STRIPPED AND BARE
There is an intense feeling of simultaneous vulnerability and power when you go through a double mastectomy and reconstruction. At least this has been my personal experience at 52. I surely can’t speak for anyone else and I am really not “Wonder Woman” and “Amazing” as many people, including me, have made occasional kind of humorous, kind of serious reference to. Who I really am is someone who moves through grief instead of around it and at times I plow through rather then move gently.
Plowing is not always the most productive way because occasionally the intensity skips some important steps like quiet time and reflection and tears. I think the “we caught it early” element of my yellow brick road minimized my need for this and this isn’t always a good thing. What Grief and Grieving has taught me is that steps cannot be skipped because they find their way out somehow and when they do it is usually a surprise.
So when my fire alarms started blaring the Saturday before July 4th and I had to call the fire department, the experience in hindsight was a massive trigger. A lot of the grief (because one must grieve loss and go through its process; it cannot be avoided) poured out because the fire alarms and the sirens were like the primal scream bottled up that needed to be released. Of course none of this made sense to me during the situation. But in the wisdom of retrospect, the wailing of the alarms were the metaphor for the vestiges of trauma that continue to inhabit my body. Now some people reading this may think- holy crap- this is a bizarre way to look at fire alarms blaring. When the assistant fire chief and the volunteer fire(kids) came barrel-assing their way into my home, this was a trigger I was unprepared for. I am a solution oriented woman and the vulnerability and being the recipient of the eye rolling vibe felt patronizing and misogynistic, I am sure unintended, but nonetheless alive and well in our illustrious male force.
When a woman has her breasts removed because of cancer or as a preventative measure to the possibility of cancer, it is soul baring- it is cape removing, talk about feeling a removal of power. I learned when I left my husband how to really fend for myself- after all I chose to be on my own. I had been married to a man for twenty years; there were many things I didn’t choose to learn regarding home care. When men in power situations, and lets face it, when 7 men storm your house looking for a fire, it was a trigger when their attitude was not solution oriented but patronizing. I wanted to scream to them- I just had my fucking tits cut off and put back on and the screaming fire alarms that would not shut off was opening up my grieving flood gates that I didn’t know needed to still be drained! Talking down to me like some little girl who needed to be scolded for bad behavior was not fucking helpful and what could have been a really kind experience gave me the feeling of not wanting to ever call the fire department again. Like bottled up grief needing to be let out, the feelings that I have is that I am making a big deal out of nothing. Maybe I am OVERTHINKING this, maybe I am being dramatic, maybe I am acting like a drama queen. Whose voice is this anyway?

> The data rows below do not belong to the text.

//! Fintra Sync - Workspace-Scoped Data Synchronization
//!
//! Pages read through a cache keyed by feature and workspace, revalidate
//! against the remote, and apply writes optimistically with exact rollback.
//!
//! # Layout
//!
//! - [`SyncService`] owns the remote, cache, refresh signal and workspace
//!   selection, and mounts pages.
//! - [`PageSync`] runs `load(forced)` for one [`Feature`] in one workspace.
//! - [`optimistic_mutate`] / [`confirmed_mutate`] coordinate writes.
//! - [`RefreshSignal`] asks every mounted page to reload.

pub mod config;
pub mod features;
pub mod generation;
pub mod handle;
pub mod optimistic;
pub mod page;
pub mod persistence;
pub mod refresh;
pub mod service;
pub mod state;
pub mod workspace;

pub use config::SyncConfig;
pub use features::{
    Accounts, AccountsSnapshot, Analytics, AnalyticsSnapshot, Budgeting, BudgetingSnapshot,
    Dashboard, DashboardSnapshot, EmiSnapshot, Emis, Feature, Goals, GoalsSnapshot, Members,
    MembersSnapshot, Transactions, TransactionsSnapshot,
};
pub use generation::{Generation, GenerationCounter};
pub use handle::PageHandle;
pub use optimistic::{confirmed_mutate, optimistic_mutate, OptimisticCell};
pub use page::{LoadOutcome, PageSync};
pub use persistence::{PersistedSelection, PersistenceError};
pub use refresh::RefreshSignal;
pub use service::SyncService;
pub use state::{Banner, BannerLevel, DataSource, PageError, PageState};
pub use workspace::{select_workspace, WorkspaceContext};
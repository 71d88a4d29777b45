//! Persisted workspace selection.

use fintra_core::WorkspaceId;
use serde::{Deserialize, Serialize};
use std::path::Path;

#[derive(Debug, Clone, Default, PartialEq, Serialize, Deserialize)]
pub struct PersistedSelection {
    pub selected_workspace_id: Option<WorkspaceId>,
}

#[derive(Debug, thiserror::Error)]
pub enum PersistenceError {
    #[error("IO error: {0}")]
    Io(#[from] std::io::Error),
    #[error("Serialization error: {0}")]
    Serde(#[from] serde_json::Error),
}

pub fn load(path: &Path) -> Result<Option<PersistedSelection>, PersistenceError> {
    if !path.exists() {
        return Ok(None);
    }
    let contents = std::fs::read_to_string(path)?;
    let state = serde_json::from_str::<PersistedSelection>(&contents)?;
    Ok(Some(state))
}

pub fn save(path: &Path, state: &PersistedSelection) -> Result<(), PersistenceError> {
    if let Some(parent) = path.parent() {
        std::fs::create_dir_all(parent)?;
    }
    let contents = serde_json::to_string_pretty(state)?;
    std::fs::write(path, contents)?;
    Ok(())
}

#[cfg(test)]
mod tests {
    use super::*;
    use uuid::Uuid;

    #[test]
    fn test_missing_file_is_none() {
        let dir = tempfile::tempdir().unwrap();
        assert!(load(&dir.path().join("state.json")).unwrap().is_none());
    }

    #[test]
    fn test_save_then_load() {
        let dir = tempfile::tempdir().unwrap();
        let path = dir.path().join("nested").join("state.json");
        let state = PersistedSelection {
            selected_workspace_id: Some(Uuid::now_v7()),
        };
        save(&path, &state).unwrap();
        assert_eq!(load(&path).unwrap(), Some(state));
    }

    #[test]
    fn test_garbage_is_error() {
        let dir = tempfile::tempdir().unwrap();
        let path = dir.path().join("state.json");
        std::fs::write(&path, "not json").unwrap();
        assert!(matches!(load(&path), Err(PersistenceError::Serde(_))));
    }
}
//! The sync service: one owner for the remote, cache, refresh signal and
//! workspace selection, handed to every page explicitly.

use crate::config::SyncConfig;
use crate::features::Feature;
use crate::handle::PageHandle;
use crate::page::PageSync;
use crate::refresh::RefreshSignal;
use crate::workspace::WorkspaceContext;
use fintra_client::RemoteDataService;
use fintra_core::{
    EntityId, FintraResult, SyncError, ValidationError, Workspace, WorkspaceId, WorkspaceType,
};
use fintra_storage::WorkspaceCache;
use std::sync::Arc;
use tokio_util::sync::CancellationToken;

struct Inner {
    remote: Arc<dyn RemoteDataService>,
    cache: WorkspaceCache,
    refresh: RefreshSignal,
    workspaces: WorkspaceContext,
    config: SyncConfig,
    shutdown: CancellationToken,
}

#[derive(Clone)]
pub struct SyncService {
    inner: Arc<Inner>,
}

impl std::fmt::Debug for SyncService {
    fn fmt(&self, f: &mut std::fmt::Formatter<'_>) -> std::fmt::Result {
        f.debug_struct("SyncService")
            .field("cache", &self.inner.cache)
            .field("refresh", &self.inner.refresh.current())
            .field("config", &self.inner.config)
            .finish()
    }
}

impl SyncService {
    pub fn new(
        remote: Arc<dyn RemoteDataService>,
        cache: WorkspaceCache,
        workspaces: WorkspaceContext,
        config: SyncConfig,
    ) -> Self {
        Self {
            inner: Arc::new(Inner {
                remote,
                cache,
                refresh: RefreshSignal::new(),
                workspaces,
                config,
                shutdown: CancellationToken::new(),
            }),
        }
    }

    pub fn remote(&self) -> &Arc<dyn RemoteDataService> {
        &self.inner.remote
    }

    pub fn cache(&self) -> &WorkspaceCache {
        &self.inner.cache
    }

    pub fn refresh(&self) -> &RefreshSignal {
        &self.inner.refresh
    }

    pub fn workspaces(&self) -> &WorkspaceContext {
        &self.inner.workspaces
    }

    pub fn config(&self) -> &SyncConfig {
        &self.inner.config
    }

    /// Trigger a forced reload on every mounted, loaded page.
    pub fn bump_refresh(&self) -> u64 {
        self.inner.refresh.bump()
    }

    // ------------------------------------------------------------------
    // Pages
    // ------------------------------------------------------------------

    /// Unmounted page for the current workspace. Loads run only when called.
    pub fn page<F: Feature>(&self, feature: F) -> FintraResult<Arc<PageSync<F>>> {
        let workspace = self.inner.workspaces.require_current()?;
        Ok(Arc::new(PageSync::new(
            feature,
            workspace,
            Arc::clone(&self.inner.remote),
            self.inner.cache.clone(),
            self.inner.config.fetch_timeout(),
            self.inner.shutdown.child_token(),
        )))
    }

    /// Mount a page: start its initial load and its refresh listener.
    pub fn mount<F: Feature>(&self, feature: F) -> FintraResult<PageHandle<F>> {
        let page = self.page(feature)?;
        Ok(PageHandle::mount(page, &self.inner.refresh))
    }

    // ------------------------------------------------------------------
    // Workspaces
    // ------------------------------------------------------------------

    /// Reload the workspace list and re-apply selection.
    pub async fn fetch_workspaces(&self) -> FintraResult<Option<Workspace>> {
        let list = self.inner.remote.get_workspaces().await?;
        Ok(self.inner.workspaces.apply_list(list))
    }

    pub fn switch_workspace(&self, workspace_id: WorkspaceId) -> FintraResult<Workspace> {
        self.inner.workspaces.switch(workspace_id)
    }

    /// Create a workspace and make it current.
    pub async fn create_workspace(
        &self,
        name: &str,
        workspace_type: WorkspaceType,
    ) -> FintraResult<Workspace> {
        let name = name.trim();
        if name.is_empty() {
            return Err(ValidationError::RequiredFieldMissing {
                field: "name".to_string(),
            }
            .into());
        }
        let workspace_id = self
            .inner
            .remote
            .create_workspace(name, workspace_type)
            .await?;
        self.fetch_workspaces().await?;
        self.switch_workspace(workspace_id)
    }

    /// Delete a workspace and every cached snapshot it owned.
    pub async fn delete_workspace(&self, workspace_id: WorkspaceId) -> FintraResult<Option<Workspace>> {
        self.inner.remote.delete_workspace(workspace_id).await?;
        let removed = self.inner.cache.invalidate_workspace(workspace_id);
        tracing::info!(%workspace_id, cache_entries_removed = removed, "workspace deleted");
        self.fetch_workspaces().await
    }

    // ------------------------------------------------------------------
    // Settings
    // ------------------------------------------------------------------

    /// Share an account with a set of workspaces, then refresh every page.
    pub async fn share_account(
        &self,
        account_id: EntityId,
        workspace_ids: &[WorkspaceId],
    ) -> FintraResult<()> {
        let known = self.inner.workspaces.workspaces();
        if let Some(unknown) = workspace_ids
            .iter()
            .find(|id| !known.iter().any(|w| w.id == **id))
        {
            return Err(SyncError::UnknownWorkspace {
                workspace_id: *unknown,
            }
            .into());
        }
        self.inner
            .remote
            .share_account_with_workspaces(account_id, workspace_ids)
            .await?;
        self.bump_refresh();
        Ok(())
    }

    /// Cancel every page load started through this service.
    pub fn shutdown(&self) {
        self.inner.shutdown.cancel();
    }
}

I am guessing that Ann’s (aka my mother) birthday, (July 4th), yet the second one that I have chosen to not acknowledge because of the “I PREFER THAT YOU NEVER CONTACT ME AGAIN,” email sent a year ago last June, has had something to do with this feeling. A grown woman never stops needing her mother even if her mother is a sad, ineffective lacking introspection mother. The perception of a mother and the loss of this is something to grieve. I am guessing I am not finished with the grief of this.
I am also guessing that the firemen storming my home was a trigger from the time we all almost died when I lived in Fall River from carbon monoxide poisoning and we all had to be rushed to the hospital. This was when my parents were still married, my brother was still alive and we lived as a happy family in Fall River, Mass- before everything went south in our lives. Grief is so strange and writing about it brings out stories like this one that I haven’t thought about in years. Triggers and grief are really special when I pay attention and I am so glad I do. I am glad because when I allow the shit to come pouring out because of a trigger, I feel better, I feel calmer.
Yesterday I decided to call the head Fire Chief to let him know about my experience and I feel way better today. Literally getting things off my chest is the only way for me to move through stuff like this.
Then after talking to the fire chief, I called my grandfather and he told me about my aunt (my father’s sister, also BRCA 2 positive) who was going for her regular preventative check ups and BAM, they found a spot on her lung. Is there no end? I really started questioning my entire life last night. If I only had a few years left to live, and I was lying on my deathbed, what would be the one thing I regretted not doing? You know what came up? My only regret would be not selling everything, buying a Mercedes camper and traveling the country. My brother always wanted to do that with his VW Bus that he gave me before he died.
What I realized yesterday is that who knows how much time any of us have left, but based on the cancer history of my immediate family- there seems to be a little more pragmatism to my life when I look at my future. I don’t have a deathwish, I am not even worried, just a realist about the possibilities of my future. The fire alarms jogged all of this in their primal scream and I like that they were my unintended wakeup to the awareness of living my life as I choose.